More wallets are needed
Now, bitcoin has grown tremendously since it was launched over a decade ago. That is why it is impressive that the digital resource is compared to counterparts that have existed much longer. One of these is gold, which in the past has proven to be the inflation hedge of choice for investors.
However, with BTC’s growing popularity, it has been able to register as a potential inflation hedge. But despite so many believing that the digital asset qualifies as a good inflation hedge, Anthony Scaramucci doesn’t think so and it mainly comes down to the adoption of the cryptocurrency,
Scaramucci explained during an interview with CNBC’s Squawk Box that while bitcoin has the potential to be an inflation hedge, it is nowhere near being one. According to the CEO, it’s because the number of BTC wallets is still lower than 1 billion.
BTC price trading at $21,414 | Source: BTCUSD on TradingView.com
Currently, there are around 300 million bitcoin wallets, but Scaramucci says that until BTC wallets are over the 1 billion mark, they cannot be considered an inflation hedge.
Bitcoin is still too immature
Having only been around for 13 years at this point, bitcoin is still arguably a very young asset. Add that it is a digital asset, and the cryptocurrency takes on another layer of uncertainty around it. And this immaturity is one thing Scaramucci points to.
He explained that one thing that goes against BTC being an inflation hedge is its immaturity as a technical asset. However, this does not completely negate the cryptocurrency when it comes to its potential.
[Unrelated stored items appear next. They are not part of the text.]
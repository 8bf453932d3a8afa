//! Command dispatch table and the mutation whitelist the journal consults.
//!
//! This is the external-collaborator surface spec.md treats as a black box:
//! a map from uppercased command name to a handler over [`Keyspace`], plus a
//! predicate the dispatcher checks before deciding whether to journal a
//! request. Neither piece is part of the durability contract itself — the
//! journal only needs `is_mutating` and a way to re-frame the command it
//! already parsed.

use crate::keyspace::Keyspace;
use crate::wire::Frame;

/// Commands that mutate the keyspace and therefore must be journaled.
///
/// Exactly the spec.md §4.3 whitelist. `MSET` is included even though there
/// is no dedicated handler below — see the `MSET` arm of [`dispatch`] and
/// the corresponding decision in `DESIGN.md`.
const MUTATING: &[&str] = &[
    "SET", "MSET", "INCR", "INCRBY", "HSET", "LPUSH", "RPUSH", "LPOP", "RPOP", "SADD", "SREM",
];

/// Whether `name` (already uppercased) is in the mutation whitelist.
pub fn is_mutating(name: &str) -> bool {
    MUTATING.contains(&name)
}

fn error(msg: impl Into<String>) -> Frame {
    Frame::Error(msg.into())
}

fn wrong_arity(name: &str) -> Frame {
    error(format!("ERR wrong number of arguments for '{name}'"))
}

fn bulk_or_null(v: Option<Vec<u8>>) -> Frame {
    match v {
        Some(b) => Frame::Bulk(b),
        None => Frame::Null,
    }
}

/// Executes `name` with `args` against `keyspace`, returning the reply frame.
///
/// `name` must already be uppercased (as produced by [`Frame::as_command`]).
/// Unknown commands and arity mismatches produce an `Error` frame rather
/// than a panic — a malformed or unsupported request never takes down the
/// process.
pub fn dispatch(name: &str, args: &[Vec<u8>], keyspace: &Keyspace) -> Frame {
    match name {
        "PING" => Frame::Simple("PONG".into()),

        "SET" => match args {
            [key, value] => {
                keyspace.set(key, value.clone());
                Frame::Simple("OK".into())
            }
            _ => wrong_arity(name),
        },

        // No dedicated MSET handler existed in the system this is modeled
        // on; multi-key SET is expressed as repeated key/value pairs applied
        // with the same SET semantics, one pair at a time.
        "MSET" => {
            if args.is_empty() || args.len() % 2 != 0 {
                return wrong_arity(name);
            }
            for pair in args.chunks_exact(2) {
                keyspace.set(&pair[0], pair[1].clone());
            }
            Frame::Simple("OK".into())
        }

        "GET" => match args {
            [key] => bulk_or_null(keyspace.get(key)),
            _ => wrong_arity(name),
        },

        "MGET" => {
            if args.is_empty() {
                return wrong_arity(name);
            }
            let values = keyspace.mget(args);
            Frame::Array(values.into_iter().map(bulk_or_null).collect())
        }

        "INCR" => match args {
            [key] => match keyspace.incr(key) {
                Ok(n) => Frame::Integer(n),
                Err(e) => error(format!("ERR {e}")),
            },
            _ => wrong_arity(name),
        },

        "INCRBY" => match args {
            [key, delta] => match parse_i64(delta) {
                Some(delta) => match keyspace.incrby(key, delta) {
                    Ok(n) => Frame::Integer(n),
                    Err(e) => error(format!("ERR {e}")),
                },
                None => error("ERR value is not an integer or out of range"),
            },
            _ => wrong_arity(name),
        },

        "HSET" => match args {
            [key, field, value] => {
                keyspace.hset(key, field, value.clone());
                Frame::Integer(1)
            }
            _ => wrong_arity(name),
        },

        "HGET" => match args {
            [key, field] => bulk_or_null(keyspace.hget(key, field)),
            _ => wrong_arity(name),
        },

        "HGETALL" => match args {
            [key] => match keyspace.hgetall(key) {
                Some(pairs) => Frame::Array(
                    pairs
                        .into_iter()
                        .flat_map(|(f, v)| [Frame::Bulk(f), Frame::Bulk(v)])
                        .collect(),
                ),
                None => Frame::Array(Vec::new()),
            },
            _ => wrong_arity(name),
        },

        "SADD" => match args {
            [key, members @ ..] if !members.is_empty() => {
                Frame::Integer(keyspace.sadd(key, members.to_vec()) as i64)
            }
            _ => wrong_arity(name),
        },

        "SREM" => match args {
            [key, members @ ..] if !members.is_empty() => {
                Frame::Integer(keyspace.srem(key, members) as i64)
            }
            _ => wrong_arity(name),
        },

        "SISMEMBER" => match args {
            [key, member] => Frame::Integer(keyspace.sismember(key, member) as i64),
            _ => wrong_arity(name),
        },

        "SCARD" => match args {
            [key] => Frame::Integer(keyspace.scard(key) as i64),
            _ => wrong_arity(name),
        },

        "LPUSH" => match args {
            [key, values @ ..] if !values.is_empty() => {
                Frame::Integer(keyspace.lpush(key, values.to_vec()) as i64)
            }
            _ => wrong_arity(name),
        },

        "RPUSH" => match args {
            [key, values @ ..] if !values.is_empty() => {
                Frame::Integer(keyspace.rpush(key, values.to_vec()) as i64)
            }
            _ => wrong_arity(name),
        },

        "LPOP" => match args {
            [key] => bulk_or_null(keyspace.lpop(key)),
            _ => wrong_arity(name),
        },

        "RPOP" => match args {
            [key] => bulk_or_null(keyspace.rpop(key)),
            _ => wrong_arity(name),
        },

        "LLEN" => match args {
            [key] => Frame::Integer(keyspace.llen(key) as i64),
            _ => wrong_arity(name),
        },

        "LINDEX" => match args {
            [key, index] => match parse_i64(index) {
                Some(i) => bulk_or_null(keyspace.lindex(key, i)),
                None => error("ERR value is not an integer or out of range"),
            },
            _ => wrong_arity(name),
        },

        "LRANGE" => match args {
            [key, start, stop] => match (parse_i64(start), parse_i64(stop)) {
                (Some(start), Some(stop)) => {
                    Frame::Array(keyspace.lrange(key, start, stop).into_iter().map(Frame::Bulk).collect())
                }
                _ => error("ERR value is not an integer or out of range"),
            },
            _ => wrong_arity(name),
        },

        other => error(format!("ERR unknown command '{other}'")),
    }
}

fn parse_i64(bytes: &[u8]) -> Option<i64> {
    std::str::from_utf8(bytes).ok()?.parse().ok()
}

#[cfg(test)]
mod tests {
    use super::*;

    #[test]
    fn mutation_whitelist_matches_spec() {
        for name in [
            "SET", "MSET", "INCR", "INCRBY", "HSET", "LPUSH", "RPUSH", "LPOP", "RPOP", "SADD",
            "SREM",
        ] {
            assert!(is_mutating(name), "{name} should be in the whitelist");
        }
        for name in ["GET", "MGET", "HGET", "HGETALL", "SISMEMBER", "SCARD", "LLEN", "LINDEX", "LRANGE", "PING"] {
            assert!(!is_mutating(name), "{name} should not be in the whitelist");
        }
    }

    #[test]
    fn set_then_get_round_trips() {
        let ks = Keyspace::new();
        assert_eq!(dispatch("SET", &[b"k".to_vec(), b"v".to_vec()], &ks), Frame::Simple("OK".into()));
        assert_eq!(dispatch("GET", &[b"k".to_vec()], &ks), Frame::Bulk(b"v".to_vec()));
    }

    #[test]
    fn get_missing_key_is_null() {
        let ks = Keyspace::new();
        assert_eq!(dispatch("GET", &[b"missing".to_vec()], &ks), Frame::Null);
    }

    #[test]
    fn incr_on_non_integer_surfaces_type_error() {
        let ks = Keyspace::new();
        dispatch("SET", &[b"k".to_vec(), b"nope".to_vec()], &ks);
        assert_eq!(
            dispatch("INCR", &[b"k".to_vec()], &ks),
            Frame::Error("ERR value is not an integer".into())
        );
    }

    #[test]
    fn wrong_arity_does_not_panic() {
        let ks = Keyspace::new();
        assert!(matches!(dispatch("SET", &[b"only_one".to_vec()], &ks), Frame::Error(_)));
    }

    #[test]
    fn unknown_command_is_an_error_not_a_panic() {
        let ks = Keyspace::new();
        assert!(matches!(dispatch("FLUSHALL", &[], &ks), Frame::Error(_)));
    }
}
The limited supply of bitcoin has been a big draw for investors, and even Scaramucci has pointed to this as one of the main arguments for BTC, which he believes, given enough time, will come to compete and even beat gold, which is thousands of years old, mainly because bitcoin can be easily moved and easily stored.
Currently, it is said that less than 5% of the world’s population has bitcoin. The CEO of ARK Invest previously said that if 5% of institutional money were to move into bitcoin, the digital asset would likely reach as high as $500,000.